Le dirigeant du Syndicat national des lycées, collèges, écoles et du supérieur était interrogé dimanche sur RMC sur les propositions d’augmentations salariales des enseignants, rendues publiques par deux candidats à l’Élysée en 2027, Gabriel Attal (Renaissance) et Édouard Philippe (Horizons) ces derniers jours.

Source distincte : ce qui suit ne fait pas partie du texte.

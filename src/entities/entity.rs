// 🪪 Entity Registry - identity and lifecycle of every domain object
//
// "Identity persists, values change": each domain object gets one registry row
// with a UUID and its lifecycle metadata, whatever its payload shape.
//
// Rules:
// - A row is created exactly once; `id` and `type` never change afterwards
// - After creation a row may only be timestamp-touched or superseded
// - Superseded rows are never deleted (Mutable Snapshot, Immutable Memory)

use chrono::{DateTime, Utc};
use rusqlite::{params, Connection, OptionalExtension, Row};
use serde::{Deserialize, Serialize};
use tracing::debug;

use crate::db::map_insert_error;
use crate::error::{Error, Result};
use crate::query;
use crate::temporal;

// ============================================================================
// LIFECYCLE METADATA
// ============================================================================

/// Registry columns shared by every `*_view` that joins a payload table with
/// `entity`.
#[derive(Debug, Clone, PartialEq, Serialize, Deserialize)]
pub struct Lifecycle {
    pub created_at: DateTime<Utc>,
    pub updated_at: DateTime<Utc>,

    /// Replacement entity; `Some` means this row is logically deleted/replaced
    pub superseded_by: Option<String>,
    pub superseded_at: Option<DateTime<Utc>>,

    /// Clusters related entities
    pub group_id: Option<String>,

    /// Provenance link to a source entity
    pub derived_from: Option<String>,
}

impl Lifecycle {
    pub(crate) fn from_row(row: &Row<'_>) -> rusqlite::Result<Self> {
        Ok(Lifecycle {
            created_at: temporal::timestamp_column(row, "created_at")?,
            updated_at: temporal::timestamp_column(row, "updated_at")?,
            superseded_by: row.get("superseded_by")?,
            superseded_at: temporal::optional_timestamp_column(row, "superseded_at")?,
            group_id: row.get("group_id")?,
            derived_from: row.get("derived_from")?,
        })
    }

    /// True until the entity has been superseded.
    pub fn is_current(&self) -> bool {
        self.superseded_by.is_none()
    }
}

// ============================================================================
// ENTITY
// ============================================================================

#[derive(Debug, Clone, PartialEq, Serialize, Deserialize)]
pub struct Entity {
    pub id: String,

    /// Discriminator, e.g. "transactions"
    #[serde(rename = "type")]
    pub entity_type: String,

    #[serde(flatten)]
    pub lifecycle: Lifecycle,
}

impl Entity {
    fn from_row(row: &Row<'_>) -> rusqlite::Result<Self> {
        Ok(Entity {
            id: row.get("id")?,
            entity_type: row.get("type")?,
            lifecycle: Lifecycle::from_row(row)?,
        })
    }
}

// ============================================================================
// ENTITY REGISTRY
// ============================================================================

/// Registry operations over one connection.
///
/// A cheap handle: it borrows the Core's connection, so every store built
/// from the same Core shares its transaction scope.
#[derive(Debug, Clone, Copy)]
pub struct EntityRegistry<'c> {
    conn: &'c Connection,
}

impl<'c> EntityRegistry<'c> {
    pub fn new(conn: &'c Connection) -> Self {
        EntityRegistry { conn }
    }

    /// Register a new entity and return its id.
    ///
    /// A random v4 UUID is generated unless `entity_id` is supplied. A
    /// supplied id that already exists fails with `DuplicateEntity`.
    pub fn create(
        &self,
        entity_type: &str,
        entity_id: Option<&str>,
        group_id: Option<&str>,
        derived_from: Option<&str>,
    ) -> Result<String> {
        let id = match entity_id {
            Some(id) => id.to_string(),
            None => uuid::Uuid::new_v4().to_string(),
        };
        let now = temporal::now();

        self.conn
            .execute(
                "INSERT INTO entity (id, type, group_id, derived_from, created_at, updated_at)
                 VALUES (?1, ?2, ?3, ?4, ?5, ?5)",
                params![id, entity_type, group_id, derived_from, now],
            )
            .map_err(|e| map_insert_error(e, "entity", &id))?;

        debug!(entity_id = %id, entity_type, "entity created");
        Ok(id)
    }

    pub fn get_by_id(&self, entity_id: &str) -> Result<Entity> {
        self.get_from(entity_id, "entity", "Entity", Entity::from_row)
    }

    /// Fetch one row by id from `table_or_view` and decode it with `map`.
    ///
    /// Higher-level stores use this against their `*_view` so lookups share
    /// one NotFound policy. `label` names the entity in the error.
    pub fn get_from<T, F>(
        &self,
        entity_id: &str,
        table_or_view: &str,
        label: &str,
        map: F,
    ) -> Result<T>
    where
        F: FnOnce(&Row<'_>) -> rusqlite::Result<T>,
    {
        if !query::is_identifier(table_or_view) {
            return Err(Error::InvalidFragment {
                key: "table_or_view".to_string(),
                fragment: table_or_view.to_string(),
            });
        }

        let sql = format!("SELECT * FROM {} WHERE id = ?1", table_or_view);
        self.conn
            .query_row(&sql, [entity_id], map)
            .optional()?
            .ok_or_else(|| Error::not_found(label, entity_id))
    }

    pub fn exists(&self, entity_id: &str) -> Result<bool> {
        let found: Option<i64> = self
            .conn
            .query_row("SELECT 1 FROM entity WHERE id = ?1", [entity_id], |row| {
                row.get(0)
            })
            .optional()?;
        Ok(found.is_some())
    }

    /// Mark `old_id` as replaced by `new_id`.
    ///
    /// `new_id` is not checked: create the replacement first, in the same
    /// atomic scope. Repeating the call with the same `new_id` changes
    /// nothing; a different `new_id` overwrites the pointer (only one active
    /// supersession per entity).
    pub fn supersede(&self, old_id: &str, new_id: &str) -> Result<()> {
        let now = temporal::now();

        let changed = self.conn.execute(
            "UPDATE entity
             SET superseded_by = ?1, superseded_at = ?2, updated_at = ?2
             WHERE id = ?3 AND (superseded_by IS NULL OR superseded_by <> ?1)",
            params![new_id, now, old_id],
        )?;

        if changed == 0 && !self.exists(old_id)? {
            return Err(Error::not_found("Entity", old_id));
        }

        debug!(old_id, new_id, changed, "entity superseded");
        Ok(())
    }

    /// Bump `updated_at` after a payload change.
    pub fn update_timestamp(&self, entity_id: &str) -> Result<()> {
        let changed = self.conn.execute(
            "UPDATE entity SET updated_at = ?1 WHERE id = ?2",
            params![temporal::now(), entity_id],
        )?;

        if changed == 0 {
            return Err(Error::not_found("Entity", entity_id));
        }
        Ok(())
    }
}

// ============================================================================
// TESTS
// ============================================================================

« Ces propositions, on les a déjà entendues en 2022 et en 2017, c’est tout le temps cette idée qu’il faut revaloriser les profs, et puis au moment (de le faire) c’est : ‘Ah, mais le budget, vous comprenez, il faut faire des choix' », a-t-il dit.
« On va augmenter un petit peu le début de carrière pour donner un peu d’attractivité, puis les gens qui ont 40-50 ans, on va les laisser tranquillement sur leur plateau », a ajouté le professeur de français.